Depuis, pour les chemises, elle semblait avoir compris qu'il était indépendant et que son choix primait par rapport au sien. Cela l'avait peiné. Elle ne voulait pas voir qu'il était autonome, que cette autonomie souhaitée était fondamentalement à respecter.

N'était-ce pas pour cela qu'il s'était installé à plus de 100 km de la maison pour être sûr de ne pas supporter « ses bonnes intentions ! » C'était son fils, elle en était fière. Elle voulait le mettre en valeur faire de la publicité pour lui trouver de la clientèle pour tout, même ce qui n'était pas dans la palette de ses services. Pas étonnant alors que lorsqu'il avait fait un chantier dans la rue voisine, il ne fût pas même venu nous dire bonjour.
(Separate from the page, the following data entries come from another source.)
//! # Signer Set Flow
//!
//! Power table -> signer set request -> confirmations -> slashing window.
//!
//! 1. Validators register foreign addresses
//! 2. Blocks trigger signer set requests from the current power table
//! 3. Orchestrators confirm and the unsigned view shrinks
//! 4. Slashing advances past confirmed sets

#[cfg(test)]
mod tests {
    use crate::support::{
        eth, init_tracing, memory_keeper, orchestrator, validator, MemoryKeeper, BRIDGE_CONTRACT,
    };
    use qc_18_bridge_attestation::{
        decode_unbonding_validators, encode_unbonding_validators, AttestationError,
        AttestationEvent, ConfirmationLedger, DelegationRegistry, EthAddress, SignerSetStore,
        StoreIndex, MAX_NORMALIZED_POWER,
    };

    // =============================================================================
    // TEST FIXTURES
    // =============================================================================

    /// Keeper with four validators, the first three holding foreign addresses.
    fn registered_keeper() -> MemoryKeeper {
        let mut keeper = memory_keeper(4);
        for n in 1..=3 {
            keeper
                .set_orchestrator_validator(&validator(n), &orchestrator(n))
                .unwrap();
            keeper.set_ethereum_address(&validator(n), &eth(n)).unwrap();
        }
        keeper
    }

    fn nonces(sets: &[qc_18_bridge_attestation::SignerSetTx]) -> Vec<u64> {
        sets.iter().map(|s| s.nonce).collect()
    }

    // =============================================================================
    // FLOWS
    // =============================================================================

    #[test]
    fn test_request_snapshots_power_table() {
        init_tracing();
        let mut keeper = registered_keeper();

        let set = keeper.create_signer_set_request(10).unwrap();

        assert_eq!(set.nonce, 10);
        assert_eq!(set.height, 10);
        assert_eq!(set.members.len(), 4);
        assert_eq!(set.members[0].ethereum_address, Some(eth(1)));
        assert_eq!(set.members[3].ethereum_address, None);
        assert!(set.total_power() <= MAX_NORMALIZED_POWER);
        assert!(set.members.windows(2).all(|w| w[0].power >= w[1].power));

        let contract: EthAddress = BRIDGE_CONTRACT.parse().unwrap();
        assert_eq!(
            keeper.events().events(),
            &[AttestationEvent::SignerSetRequested {
                contract,
                chain_id: 5,
                nonce: 10,
            }]
        );
        assert_eq!(keeper.latest_signer_set().unwrap(), Some(set));
    }

    #[test]
    fn test_power_change_produces_new_version() {
        init_tracing();
        let mut keeper = registered_keeper();
        let first = keeper.create_signer_set_request(10).unwrap();

        keeper.power_source_mut().set_power(validator(4), 5_000);
        let second = keeper.create_signer_set_request(20).unwrap();

        assert_ne!(first.members, second.members);
        assert!(second.members[3].power > second.members[0].power);
        assert_eq!(
            nonces(&keeper.signer_sets_descending().unwrap()),
            vec![20, 10]
        );
        assert_eq!(keeper.signer_set(10).unwrap(), Some(first));
    }

    #[test]
    fn test_request_at_older_height_is_rejected() {
        init_tracing();
        let mut keeper = registered_keeper();
        keeper.create_signer_set_request(20).unwrap();

        let err = keeper.create_signer_set_request(15).unwrap_err();

        assert!(matches!(
            err,
            AttestationError::NonceRegression {
                nonce: 15,
                latest: 20
            }
        ));
        assert_eq!(keeper.latest_signer_set_nonce().unwrap(), 20);
        assert_eq!(keeper.events().events().len(), 1);
    }

    #[test]
    fn test_confirmations_shrink_unsigned_view() {
        init_tracing();
        let mut keeper = registered_keeper();
        for height in [10, 20, 30] {
            keeper.create_signer_set_request(height).unwrap();
        }

        keeper
            .put_confirmation(&StoreIndex::signer_set(20), &validator(1), b"sig-20")
            .unwrap();
        keeper
            .put_confirmation(&StoreIndex::signer_set(30), &validator(1), b"sig-30")
            .unwrap();

        assert_eq!(
            nonces(&keeper.signer_sets_unsigned_by(&validator(1)).unwrap()),
            vec![10]
        );
        assert_eq!(
            nonces(&keeper.signer_sets_unsigned_by(&validator(2)).unwrap()),
            vec![30, 20, 10]
        );

        let signatures = keeper
            .confirmations_for(&StoreIndex::signer_set(30))
            .unwrap();
        assert_eq!(signatures.len(), 1);
        assert_eq!(signatures[&validator(1)], b"sig-30".to_vec());
    }

    #[test]
    fn test_slashing_window_moves_forward() {
        init_tracing();
        let mut keeper = registered_keeper();
        for height in [10, 20, 30, 40] {
            keeper.create_signer_set_request(height).unwrap();
        }

        assert_eq!(
            nonces(&keeper.unslashed_signer_sets(40).unwrap()),
            vec![10, 20, 30]
        );

        keeper.set_last_slashed_signer_set_nonce(20).unwrap();
        assert_eq!(
            nonces(&keeper.unslashed_signer_sets(u64::MAX).unwrap()),
            vec![30, 40]
        );

        let err = keeper.set_last_slashed_signer_set_nonce(10).unwrap_err();
        assert!(matches!(err, AttestationError::CounterRegression { .. }));
        assert_eq!(keeper.last_slashed_signer_set_nonce().unwrap(), 20);
    }

    #[test]
    fn test_unbonding_height_and_validator_list() {
        init_tracing();
        let mut keeper = registered_keeper();
        keeper.set_last_unbonding_block_height(12).unwrap();

        let encoded = encode_unbonding_validators(&[validator(2), validator(3)]).unwrap();
        let unbonding = decode_unbonding_validators(&encoded).unwrap();

        assert_eq!(keeper.last_unbonding_block_height().unwrap(), 12);
        assert_eq!(unbonding, vec![validator(2), validator(3)]);
        assert!(decode_unbonding_validators(&[0xFF]).is_err());
    }
}
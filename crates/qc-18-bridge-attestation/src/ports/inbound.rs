//! # Inbound Ports
//!
//! API traits defining what the Bridge Attestation subsystem can do.
//!
//! All four are implemented by `BridgeKeeper`. Visitors return `true` to
//! stop iteration early.

use crate::domain::{
    AccountAddress, AttestationResult, DelegateKeys, EthAddress, OutgoingTx, OutgoingTxKind,
    SignerSetTx, StoreIndex, ValidatorAddress,
};
use std::collections::BTreeMap;

/// Signer set persistence, keyed by nonce.
pub trait SignerSetStore {
    /// Store a signer set and advance the latest pointer.
    ///
    /// Rejects a nonce that does not exceed the latest stored nonce.
    fn put_signer_set(&mut self, set: &SignerSetTx) -> AttestationResult<()>;

    /// Store a signer set without the monotonicity check.
    fn put_signer_set_unchecked(&mut self, set: &SignerSetTx) -> AttestationResult<()>;

    /// Signer set by nonce.
    fn signer_set(&self, nonce: u64) -> AttestationResult<Option<SignerSetTx>>;

    /// Whether a signer set with this nonce exists.
    fn has_signer_set(&self, nonce: u64) -> AttestationResult<bool>;

    /// Remove a signer set. The latest pointer is left untouched.
    fn delete_signer_set(&mut self, nonce: u64) -> AttestationResult<()>;

    /// Signer set referenced by the latest pointer.
    fn latest_signer_set(&self) -> AttestationResult<Option<SignerSetTx>>;

    /// Latest signer set nonce, `0` when none was stored.
    fn latest_signer_set_nonce(&self) -> AttestationResult<u64>;

    /// Visit signer sets from the highest nonce down.
    fn iterate_signer_sets(
        &self,
        visitor: &mut dyn FnMut(&SignerSetTx) -> bool,
    ) -> AttestationResult<()>;

    /// All signer sets, highest nonce first.
    fn signer_sets_descending(&self) -> AttestationResult<Vec<SignerSetTx>>;

    /// Sets with `last_slashed < nonce < max_height`, ascending.
    fn unslashed_signer_sets(&self, max_height: u64) -> AttestationResult<Vec<SignerSetTx>>;

    /// Advance the last slashed nonce. Moving it backwards is rejected.
    fn set_last_slashed_signer_set_nonce(&mut self, nonce: u64) -> AttestationResult<()>;

    /// Last slashed signer set nonce, `0` when unset.
    fn last_slashed_signer_set_nonce(&self) -> AttestationResult<u64>;

    /// Advance the last unbonding height. Moving it backwards is rejected.
    fn set_last_unbonding_block_height(&mut self, height: u64) -> AttestationResult<()>;

    /// Last unbonding block height, `0` when unset.
    fn last_unbonding_block_height(&self) -> AttestationResult<u64>;

    /// The newest `count` signer sets, newest first.
    fn recent_signer_sets(&self, count: usize) -> AttestationResult<Vec<SignerSetTx>>;

    /// Signer sets `validator` has not confirmed, newest first.
    fn signer_sets_unsigned_by(
        &self,
        validator: &ValidatorAddress,
    ) -> AttestationResult<Vec<SignerSetTx>>;
}

/// Per-(artifact, validator) signature storage.
///
/// Signatures are opaque; nothing here verifies or counts them.
pub trait ConfirmationLedger {
    /// Store a signature, replacing any earlier one. Returns the store key.
    fn put_confirmation(
        &mut self,
        index: &StoreIndex,
        validator: &ValidatorAddress,
        signature: &[u8],
    ) -> AttestationResult<Vec<u8>>;

    /// Signature of `validator` over the artifact.
    fn confirmation(
        &self,
        index: &StoreIndex,
        validator: &ValidatorAddress,
    ) -> AttestationResult<Option<Vec<u8>>>;

    /// Whether `validator` confirmed the artifact.
    fn has_confirmation(
        &self,
        index: &StoreIndex,
        validator: &ValidatorAddress,
    ) -> AttestationResult<bool>;

    /// Remove one confirmation.
    fn delete_confirmation(
        &mut self,
        index: &StoreIndex,
        validator: &ValidatorAddress,
    ) -> AttestationResult<()>;

    /// Every confirmation of the artifact, by ascending validator bytes.
    fn confirmations_for(
        &self,
        index: &StoreIndex,
    ) -> AttestationResult<BTreeMap<ValidatorAddress, Vec<u8>>>;

    /// Visit confirmations of the artifact in ascending validator order.
    fn iterate_confirmations(
        &self,
        index: &StoreIndex,
        visitor: &mut dyn FnMut(&ValidatorAddress, &[u8]) -> bool,
    ) -> AttestationResult<()>;
}

/// Ordered storage of outgoing transactions of every kind.
pub trait OutgoingTxQueue {
    /// Validate and store a transaction. Returns its store index.
    fn put_outgoing_tx(&mut self, tx: &OutgoingTx) -> AttestationResult<StoreIndex>;

    /// Transaction by store index.
    fn outgoing_tx(&self, index: &StoreIndex) -> AttestationResult<Option<OutgoingTx>>;

    /// Whether a transaction exists at the store index.
    fn has_outgoing_tx(&self, index: &StoreIndex) -> AttestationResult<bool>;

    /// Remove a transaction.
    fn delete_outgoing_tx(&mut self, index: &StoreIndex) -> AttestationResult<()>;

    /// Visit transactions of one kind in descending store-index order.
    fn iterate_outgoing_txs(
        &self,
        kind: OutgoingTxKind,
        visitor: &mut dyn FnMut(&StoreIndex, &OutgoingTx) -> bool,
    ) -> AttestationResult<()>;

    /// Up to `limit` transactions of one kind, descending.
    fn outgoing_txs_by_kind(
        &self,
        kind: OutgoingTxKind,
        limit: usize,
    ) -> AttestationResult<Vec<OutgoingTx>>;

    /// Transactions of one kind `validator` has not confirmed, descending.
    fn outgoing_txs_unsigned_by(
        &self,
        kind: OutgoingTxKind,
        validator: &ValidatorAddress,
    ) -> AttestationResult<Vec<OutgoingTx>>;
}

/// Orchestrator and foreign-address indices.
pub trait DelegationRegistry {
    /// Map an orchestrator account to its validator.
    fn set_orchestrator_validator(
        &mut self,
        validator: &ValidatorAddress,
        orchestrator: &AccountAddress,
    ) -> AttestationResult<()>;

    /// Validator an orchestrator signs for.
    fn orchestrator_validator(
        &self,
        orchestrator: &AccountAddress,
    ) -> AttestationResult<Option<ValidatorAddress>>;

    /// Record a validator's foreign-chain address.
    fn set_ethereum_address(
        &mut self,
        validator: &ValidatorAddress,
        address: &EthAddress,
    ) -> AttestationResult<()>;

    /// Foreign-chain address of a validator.
    fn ethereum_address(&self, validator: &ValidatorAddress)
        -> AttestationResult<Option<EthAddress>>;

    /// All delegations, sorted by ethereum address bytes then validator.
    ///
    /// Fails when a validator with a foreign address has no orchestrator.
    fn delegate_keys(&self) -> AttestationResult<Vec<DelegateKeys>>;

    /// Write both indices for every entry.
    fn import_delegate_keys(&mut self, keys: &[DelegateKeys]) -> AttestationResult<()>;
}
Nous l'avions appris par des amis quelques mois plus tard.

Leur histoire avait mal débuté. Ce n'était que plus tard que j'avais fait le lien et constaté qu'à la base quelque chose avait manqué. Il n'appartenait pas à la lignée des femmes, c’était un mâle. 

Baigné dans l'atmosphère de suffragettes alimentée par sa mère, elle rejetait l'aspect mâle de l'homme. Porter un mâle n'était-ce pas l'impossible épreuve ? Après quelques mois de grossesse, déprimé dans son isolement, loin de ses parents, elle avait vécu une période difficile et rejeté plus d'une fois verbalement la grossesse qu'elle ne voulait  pas, qu'elle n'acceptait pas. Il lui restait quelque chose de cette atmosphère indicible qu'il avait vécue, de cette morosité dans laquelle il avait été porté. La trop grande proximité avec elle lui rappelait qu'à ce moment, il n'était pas fondamentalement accepté.

L'atmosphère avait bien changé pourtant, à sa naissance, elle l’avait cajolé soigné de toute son âme et de tout son coeur l'avait dorloté avec tendresse et fierté car depuis 2 générations du côté de la ligne des mères il n'y avait pas de fils. Le lien fondamental était bancal. Son
expression de rejet s'était marquée lapremière fois par une allergie au lait de
vache imposant le passage au lait de châtaignes. N'aurait-il pas aussi été dégoûté de ses purées à la carotte qui lui avaient donné un teint basané pendant des mois. 

Qu'y faire ? Elle refusait de se remettre en cause, n’acceptait pas de regarder sa propension à donner ce qui lui convenait, exprimait ses idées envers et contre tout. Elle refusait de prendre la distance nécessaire, de s'observer, de voir l'enchaînement entre causes et effets. Elle ne voyait que son élan d’amour et d’attention, le labeur de nourricière qu’elle offrait à son seul fils. Elle se sacrifiait envers cet ingrat qui n'applaudissait pas à son offre généreuse et à ses initiatives. 

Plus elle donnait, plus violemment il refusait.